Another reason for the failure is the lack of routine immunisation. Given the incentives linked with the campaigns, people tend to rely more on NID as the main instrument of polio eradication and hence little attention is paid to routine immunisation. This has a far-reaching negative effect since immunisation acts as the foundation and includes protection against other diseases as well. “To eradicate polio, both Expanded Programme of Immunisation (EPI) and NDIs are important as children in areas where polio is still present need more doses for full immunisation,” says Dennis King, head of Unicef polio eradication programme in Pakistan.
Cross border movement of population across the Pak-Afghan border as well as the migration of people from areas where polio still exists due to conflict and floods is yet another roadblock towards a polio-free Pakistan. This, coupled with the health teams’ inability to access certain areas due to volatile security situations in many parts of the country, is cited as an important contributing factor.
There have also been cases where children contracted polio despite being vaccinated. Experts believe that for the vaccine to be effective it is important that proper cold chain is maintained i.e., the vaccine vials are stored at a certain temperature. This maintenance of cold chain is often questioned due to the long periods of load-shedding and power failures.
However, King believes that the cold chain is properly maintained and asserts that it is possible for the health worker to identify the vials which have been spoilt since the colour of the vaccine changes when exposed to heat.
In some quarters there have been allegations of using expired vaccine which obviously does not have the desired effect.
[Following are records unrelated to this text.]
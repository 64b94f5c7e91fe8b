//! `setTimeout` / `setInterval` interception.
//!
//! Each primitive has its own id space, allocated from 0 in call order.
//! Capture logs a timer when the platform fires it, so cleared timers
//! never reach the log. Replay holds callbacks by id and only runs them
//! when the scheduler reaches their entries.

use crate::context::{CaptureContext, NativeRefs, ReplayContext, SessionLog};
use crate::plugin::{Completion, Hook, Plugin, require_natives};
use crate::scheduler::Continuation;
use indexmap::IndexMap;
use reprise_core::{EngineError, EngineResult, IdAllocator, TimerId};
use reprise_host::{DateApi, TimerApi, TimerCallback};
use reprise_log::{Entry, TimerDetails, kind};
use std::cell::RefCell;
use std::rc::Rc;
use tracing::trace;

/// Which timer primitive a plugin owns
#[derive(Debug, Clone, Copy, PartialEq, Eq)]
pub enum TimerKind {
    /// `setTimeout`
    Timeout,
    /// `setInterval`
    Interval,
}

impl TimerKind {
    /// Entry type logged for this primitive
    #[must_use]
    pub const fn entry_kind(&self) -> &'static str {
        match self {
            Self::Timeout => kind::SET_TIMEOUT,
            Self::Interval => kind::SET_INTERVAL,
        }
    }
}

type Callbacks = Rc<RefCell<IndexMap<TimerId, TimerCallback>>>;

/// Records and replays one timer primitive
pub struct TimerPlugin {
    kind: TimerKind,
    natives: Option<NativeRefs>,
    hook: Hook<dyn TimerApi>,
    callbacks: Callbacks,
}

impl TimerPlugin {
    /// Plugin for `kind`
    #[must_use]
    pub fn new(kind: TimerKind) -> Self {
        Self {
            kind,
            natives: None,
            hook: Hook::new(kind.entry_kind()),
            callbacks: Rc::new(RefCell::new(IndexMap::new())),
        }
    }

    /// `setTimeout` plugin
    #[must_use]
    pub fn timeout() -> Self {
        Self::new(TimerKind::Timeout)
    }

    /// `setInterval` plugin
    #[must_use]
    pub fn interval() -> Self {
        Self::new(TimerKind::Interval)
    }
}

impl Plugin for TimerPlugin {
    fn init(&mut self, natives: &NativeRefs) -> EngineResult<()> {
        self.natives = Some(natives.clone());
        Ok(())
    }

    fn capture(&mut self, cx: &CaptureContext) -> EngineResult<()> {
        let natives = require_natives(&self.natives)?;
        let slot = &cx.window.globals().timers;
        let wrapper = Rc::new(CapturingTimers {
            kind: self.kind,
            inner: slot.get(),
            clock: Rc::clone(&natives.date),
            log: cx.log.clone(),
            ids: IdAllocator::new(),
        });
        self.hook.install(slot, wrapper);
        Ok(())
    }

    fn before_replay(&mut self, cx: &ReplayContext) -> EngineResult<()> {
        self.callbacks = Rc::new(RefCell::new(IndexMap::new()));
        let slot = &cx.window.globals().timers;
        let wrapper = Rc::new(ReplayingTimers {
            kind: self.kind,
            inner: slot.get(),
            callbacks: Rc::clone(&self.callbacks),
            ids: IdAllocator::new(),
        });
        self.hook.install(slot, wrapper);
        Ok(())
    }

    fn replay(&mut self, entry: &Entry, _step: Continuation) -> EngineResult<Completion> {
        let natives = require_natives(&self.natives)?;
        let TimerDetails { id } = entry.details_as()?;
        let callback = {
            let mut callbacks = self
                .callbacks
                .try_borrow_mut()
                .map_err(|_| EngineError::invalid_state("timer callbacks are busy"))?;
            match self.kind {
                TimerKind::Timeout => callbacks.shift_remove(&id),
                TimerKind::Interval => callbacks.get(&id).map(Rc::clone),
            }
        }
        .ok_or_else(|| {
            EngineError::invalid_state(format!(
                "no {} callback registered for {}",
                self.kind.entry_kind(),
                id
            ))
        })?;

        natives.timers.set_timeout(callback, 0)?;
        Ok(Completion::Done)
    }

    fn clean_up(&mut self) -> EngineResult<()> {
        let natives = require_natives(&self.natives)?;
        self.hook.uninstall(&natives.window.globals().timers);
        self.callbacks
            .try_borrow_mut()
            .map_err(|_| EngineError::invalid_state("timer callbacks are busy"))?
            .clear();
        Ok(())
    }
}

struct CapturingTimers {
    kind: TimerKind,
    inner: Rc<dyn TimerApi>,
    clock: Rc<dyn DateApi>,
    log: SessionLog,
    ids: IdAllocator,
}

impl CapturingTimers {
    fn wrap(&self, callback: TimerCallback) -> TimerCallback {
        let id = TimerId::from_raw(self.ids.allocate());
        let entry_kind = self.kind.entry_kind();
        let clock = Rc::clone(&self.clock);
        let log = self.log.clone();
        trace!(%id, kind = entry_kind, "wrapped timer");
        Rc::new(move || {
            if log.is_live() {
                let entry = Entry::with_details(entry_kind, clock.now()?, &TimerDetails { id })?;
                log.push_event(entry)?;
            }
            callback()
        })
    }
}

impl TimerApi for CapturingTimers {
    fn set_timeout(&self, callback: TimerCallback, delay: u64) -> EngineResult<TimerId> {
        match self.kind {
            TimerKind::Timeout => self.inner.set_timeout(self.wrap(callback), delay),
            TimerKind::Interval => self.inner.set_timeout(callback, delay),
        }
    }

    fn set_interval(&self, callback: TimerCallback, delay: u64) -> EngineResult<TimerId> {
        match self.kind {
            TimerKind::Interval => self.inner.set_interval(self.wrap(callback), delay),
            TimerKind::Timeout => self.inner.set_interval(callback, delay),
        }
    }

    fn clear_timeout(&self, id: TimerId) -> EngineResult<()> {
        self.inner.clear_timeout(id)
    }

    fn clear_interval(&self, id: TimerId) -> EngineResult<()> {
        self.inner.clear_interval(id)
    }
}

struct ReplayingTimers {
    kind: TimerKind,
    inner: Rc<dyn TimerApi>,
    callbacks: Callbacks,
    ids: IdAllocator,
}

impl ReplayingTimers {
    fn hold(&self, callback: TimerCallback) -> EngineResult<TimerId> {
        let id = TimerId::from_raw(self.ids.allocate());
        self.callbacks
            .try_borrow_mut()
            .map_err(|_| EngineError::invalid_state("timer callbacks are busy"))?
            .insert(id, callback);
        Ok(id)
    }
}

impl TimerApi for ReplayingTimers {
    fn set_timeout(&self, callback: TimerCallback, delay: u64) -> EngineResult<TimerId> {
        match self.kind {
            TimerKind::Timeout => self.hold(callback),
            TimerKind::Interval => self.inner.set_timeout(callback, delay),
        }
    }

    fn set_interval(&self, callback: TimerCallback, delay: u64) -> EngineResult<TimerId> {
        match self.kind {
            TimerKind::Interval => self.hold(callback),
            TimerKind::Timeout => self.inner.set_interval(callback, delay),
        }
    }

    fn clear_timeout(&self, id: TimerId) -> EngineResult<()> {
        match self.kind {
            TimerKind::Timeout => Ok(()),
            TimerKind::Interval => self.inner.clear_timeout(id),
        }
    }

    fn clear_interval(&self, id: TimerId) -> EngineResult<()> {
        match self.kind {
            TimerKind::Interval => Ok(()),
            TimerKind::Timeout => self.inner.clear_interval(id),
        }
    }
}

#[cfg(test)]
mod tests {
    use super::*;
    use crate::session::Engine;
    use reprise_core::{CaptureConfig, ReplayConfig};
    use reprise_host::Window;

    fn plugged(window: &Window) -> Engine {
        let mut engine = Engine::bare(window);
        engine.plug(kind::SET_TIMEOUT, TimerPlugin::timeout()).unwrap();
        engine.plug(kind::SET_INTERVAL, TimerPlugin::interval()).unwrap();
        engine
    }

    fn schedule(window: &Window, fired: &Rc<RefCell<Vec<u32>>>, delays: &[(u32, u64)]) -> Vec<TimerId> {
        delays
            .iter()
            .map(|(label, delay)| {
                let fired = Rc::clone(fired);
                let label = *label;
                window
                    .timers()
                    .set_timeout(
                        Rc::new(move || {
                            fired.borrow_mut().push(label);
                            Ok(())
                        }),
                        *delay,
                    )
                    .unwrap()
            })
            .collect()
    }

    fn logged_ids(log: &reprise_log::Log) -> Vec<u64> {
        log.events
            .iter()
            .map(|e| e.details_as::<TimerDetails>().unwrap().id.as_u64())
            .collect()
    }

    #[test]
    fn test_timers_replay_in_fired_order() {
        let window = Window::default();
        let mut engine = plugged(&window);
        let fired = Rc::new(RefCell::new(Vec::new()));

        engine.capture(CaptureConfig::default()).unwrap();
        schedule(&window, &fired, &[(0, 10), (1, 30), (2, 20)]);
        window.run_until_idle().unwrap();
        engine.clean_up().unwrap();
        let log = engine.flush().unwrap();
        assert_eq!(*fired.borrow(), vec![0, 2, 1]);
        assert_eq!(logged_ids(&log), vec![0, 2, 1]);

        let replay_window = Window::default();
        let mut replayer = plugged(&replay_window);
        let replayed = Rc::new(RefCell::new(Vec::new()));
        replayer.replay(log, ReplayConfig::default()).unwrap();
        schedule(&replay_window, &replayed, &[(0, 10), (1, 30), (2, 20)]);
        replay_window.run_until_idle().unwrap();
        assert_eq!(*replayed.borrow(), vec![0, 2, 1]);
        assert!(replayer.is_replay_finished());
    }

    #[test]
    fn test_cleared_timer_is_never_logged() {
        let window = Window::default();
        let mut engine = plugged(&window);
        let fired = Rc::new(RefCell::new(Vec::new()));

        engine.capture(CaptureConfig::default()).unwrap();
        let ids = schedule(&window, &fired, &[(0, 10), (1, 20)]);
        window.timers().clear_timeout(ids[0]).unwrap();
        window.run_until_idle().unwrap();

        let log = engine.flush().unwrap();
        assert_eq!(*fired.borrow(), vec![1]);
        assert_eq!(logged_ids(&log), vec![1]);
    }

    #[test]
    fn test_timer_firing_after_clean_up_not_logged() {
        let window = Window::default();
        let mut engine = plugged(&window);
        let fired = Rc::new(RefCell::new(Vec::new()));

        engine.capture(CaptureConfig::default()).unwrap();
        schedule(&window, &fired, &[(0, 10), (1, 50)]);
        window.run_for(20).unwrap();
        engine.clean_up().unwrap();
        window.run_until_idle().unwrap();

        assert_eq!(*fired.borrow(), vec![0, 1]);
        assert_eq!(logged_ids(&engine.flush().unwrap()), vec![0]);
    }

    #[test]
    fn test_interval_entries_reuse_callback() {
        let window = Window::default();
        let mut engine = plugged(&window);
        let ticks = Rc::new(RefCell::new(0u32));

        engine.capture(CaptureConfig::default()).unwrap();
        let t = Rc::clone(&ticks);
        let id = window
            .timers()
            .set_interval(
                Rc::new(move || {
                    *t.borrow_mut() += 1;
                    Ok(())
                }),
                10,
            )
            .unwrap();
        window.run_for(35).unwrap();
        window.timers().clear_interval(id).unwrap();
        engine.clean_up().unwrap();
        let log = engine.flush().unwrap();
        assert_eq!(log.events.len(), 3);
        assert!(log.events.iter().all(|e| e.kind == kind::SET_INTERVAL));

        let replay_window = Window::default();
        let mut replayer = plugged(&replay_window);
        let replayed = Rc::new(RefCell::new(0u32));
        replayer.replay(log, ReplayConfig::default()).unwrap();
        let r = Rc::clone(&replayed);
        replay_window
            .timers()
            .set_interval(
                Rc::new(move || {
                    *r.borrow_mut() += 1;
                    Ok(())
                }),
                10,
            )
            .unwrap();
        replay_window.run_until_idle().unwrap();
        assert_eq!(*replayed.borrow(), 3);
    }

    #[test]
    fn test_replay_clear_is_noop() {
        let window = Window::default();
        let mut engine = plugged(&window);
        let mut log = reprise_log::Log::new();
        log.push_event(
            Entry::with_details(
                kind::SET_TIMEOUT,
                reprise_core::Timestamp::zero(),
                &TimerDetails {
                    id: TimerId::from_raw(0),
                },
            )
            .unwrap(),
        );
        engine.replay(log, ReplayConfig::default()).unwrap();

        let fired = Rc::new(RefCell::new(Vec::new()));
        let ids = schedule(&window, &fired, &[(7, 50)]);
        window.timers().clear_timeout(ids[0]).unwrap();
        window.run_until_idle().unwrap();
        assert_eq!(*fired.borrow(), vec![7]);
    }
}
King refutes this allegation too, asserting that Unicef procures the vaccine on behalf of the Government of Pakistan and has been doing so for the past 12 years and the same vaccine has been instrumental in eradicating polio from 99 per cent of the countries worldwide.
High levels of malnutrition, diarrhoea and poor sanitary conditions are also regarded as hurdles to polio eradication since despite receiving multiple doses of oral polio vaccine, some children are unable to develop immunity against the disease. King believes that in areas where these factors prevail “many more doses are required for the child to develop immunity to the disease.”
Dr Agboatwala disagrees with this opinion and asserts that polio virus is a type of enterovirus and 40 per cent of the children under five in Pakistan harbour it in their guts and it in no way hampers seroconversion.
Whatever the factors may be, there’s no doubt that they can be controlled with commitment and dedication. There is no justification that a disease that has been wiped out from most countries and which was brought under control in Pakistan as well cannot be completely eradicated now.